Some common causes of conflict include:
- Distant leaders who feel elevated compared to their teams
- Impulsive, solo decision-making
- Breakdowns in communication and unclear processes
- Lack of definition in roles, mission and shared goals
- Inability to overcome personal differences
There are nearly endless other conflict-starters, though they usually boil down to one thing – inattention to the traits of high-performing teams outlined above.
However, for the most successful teams, conflict can be a positive thing.

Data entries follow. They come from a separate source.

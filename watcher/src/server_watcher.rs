//! Public entry point for watching a set of game servers.

use crate::config::WatcherConfig;
use crate::engine::{Engine, Transport};
use crate::error::{Result, WatcherError};
use crate::notify::{Notifier, StatusChange};
use crate::record::{RecordHandle, ServerRecord};
use crate::resolver;
use log::{info, warn};
use parking_lot::Mutex;
use std::net::{SocketAddr, SocketAddrV4};
use std::sync::Arc;
use std::thread::{self, JoinHandle};
use std::time::Duration;
use tokio::sync::mpsc;

/// Watches a changing list of game servers from a background thread.
///
/// All methods may be called from any thread. Status changes are delivered
/// to listeners on a dispatcher thread, never on the caller's thread.
pub struct ServerWatcher {
    engine: Arc<Engine>,
    worker: Mutex<Option<JoinHandle<()>>>,
}

impl ServerWatcher {
    pub fn new(config: WatcherConfig) -> Result<Self> {
        let notifier = Notifier::new()?;

        Ok(Self {
            engine: Arc::new(Engine::new(config, notifier)),
            worker: Mutex::new(None),
        })
    }

    /// Resolves `address` (`host` or `host:port`) and starts watching it.
    /// Adding the same endpoint twice yields two independent records.
    pub fn add_server(&self, address: &str) -> Result<RecordHandle> {
        let address = address.trim();
        let endpoint = resolver::resolve(address, self.default_port())?;
        self.insert(endpoint, address)
    }

    /// Starts watching an already resolved endpoint. Only IPv4 is supported.
    pub fn add_endpoint(&self, endpoint: SocketAddr) -> Result<RecordHandle> {
        match endpoint {
            SocketAddr::V4(v4) => self.insert(v4, v4.to_string()),
            SocketAddr::V6(_) => Err(WatcherError::Argument(format!(
                "{} is not an IPv4 endpoint",
                endpoint
            ))),
        }
    }

    fn insert(&self, endpoint: SocketAddrV4, original: impl Into<String>) -> Result<RecordHandle> {
        let record = Arc::new(ServerRecord::new(endpoint, original)?);
        info!(
            "Watching server {} ({})",
            record.endpoint(),
            record.original_address()
        );
        self.engine.insert(Arc::clone(&record));
        Ok(record)
    }

    /// Stops watching `server`. Unknown handles are ignored.
    pub fn remove_server(&self, server: &RecordHandle) -> bool {
        let removed = self.engine.remove(server);
        if removed {
            info!("Stopped watching server {}", server.endpoint());
        }
        removed
    }

    /// Stops watching every server.
    pub fn reset(&self) {
        self.engine.clear();
    }

    pub fn servers(&self) -> Vec<RecordHandle> {
        self.engine.snapshot()
    }

    pub fn len(&self) -> usize {
        self.engine.snapshot().len()
    }

    pub fn is_empty(&self) -> bool {
        self.len() == 0
    }

    /// Starts the background loop. Does nothing if it already runs.
    pub fn start(&self) -> Result<()> {
        let mut worker = self.worker.lock();
        if let Some(handle) = worker.as_ref() {
            if !handle.is_finished() {
                return Ok(());
            }
        }
        if let Some(handle) = worker.take() {
            if handle.join().is_err() {
                warn!("Server watcher thread had panicked, restarting");
            }
        }

        let transport = Transport::bind()?;
        self.engine.set_running(true);

        let engine = Arc::clone(&self.engine);
        let spawned = thread::Builder::new()
            .name("server-watcher".to_string())
            .spawn(move || engine.run(transport));

        match spawned {
            Ok(handle) => {
                *worker = Some(handle);
                Ok(())
            }
            Err(e) => {
                self.engine.set_running(false);
                Err(e.into())
            }
        }
    }

    /// Stops the background loop and waits for its thread to exit. Does
    /// nothing if it is not running.
    pub fn stop(&self) {
        let mut worker = self.worker.lock();
        let Some(handle) = worker.take() else {
            return;
        };

        self.engine.set_running(false);
        if handle.join().is_err() {
            warn!("Server watcher thread panicked");
        }
    }

    /// `true` while the background loop thread is alive.
    pub fn is_running(&self) -> bool {
        self.worker
            .lock()
            .as_ref()
            .map_or(false, |handle| !handle.is_finished())
    }

    /// Registers a callback for status changes.
    pub fn on_status_changed<F>(&self, listener: F)
    where
        F: Fn(&StatusChange) + Send + Sync + 'static,
    {
        self.engine.notifier().add_callback(listener);
    }

    /// Returns a channel receiving every future status change.
    pub fn subscribe(&self) -> mpsc::UnboundedReceiver<StatusChange> {
        self.engine.notifier().subscribe()
    }

    pub fn config(&self) -> WatcherConfig {
        self.engine.config()
    }

    pub fn default_port(&self) -> u16 {
        self.config().default_port()
    }

    pub fn ping_interval(&self) -> Duration {
        self.config().ping_interval()
    }

    pub fn poll_interval(&self) -> Duration {
        self.config().poll_interval()
    }

    pub fn server_timeout(&self) -> Duration {
        self.config().server_timeout()
    }

    pub fn set_default_port(&self, port: u16) -> Result<()> {
        self.engine.update_config(|c| c.set_default_port(port))
    }

    pub fn set_ping_interval(&self, interval: Duration) -> Result<()> {
        self.engine.update_config(|c| c.set_ping_interval(interval))
    }

    pub fn set_poll_interval(&self, interval: Duration) -> Result<()> {
        self.engine.update_config(|c| c.set_poll_interval(interval))
    }

    pub fn set_server_timeout(&self, timeout: Duration) -> Result<()> {
        self.engine.update_config(|c| c.set_server_timeout(timeout))
    }
}

impl Drop for ServerWatcher {
    fn drop(&mut self) {
        self.stop();
    }
}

By dealing with conflict openly and immediately after it emerges, framing conflict as beneficial due to the diversity of views and its impact on overall growth, and focusing on making each individual feel empowered and heard, you can turn conflict into a way to mold your teams into even more productive finished, polished products.
Looking Forward During the Coronavirus Pandemic
As industries the world over work to adapt to the reverberations caused by COVID-19, the ever-shifting landscape of the modern workforce, new talent management requirements and both expected and unexpected emerging risk, focusing in on these techniques for the formation of highly successful teams will continue to become increasingly important.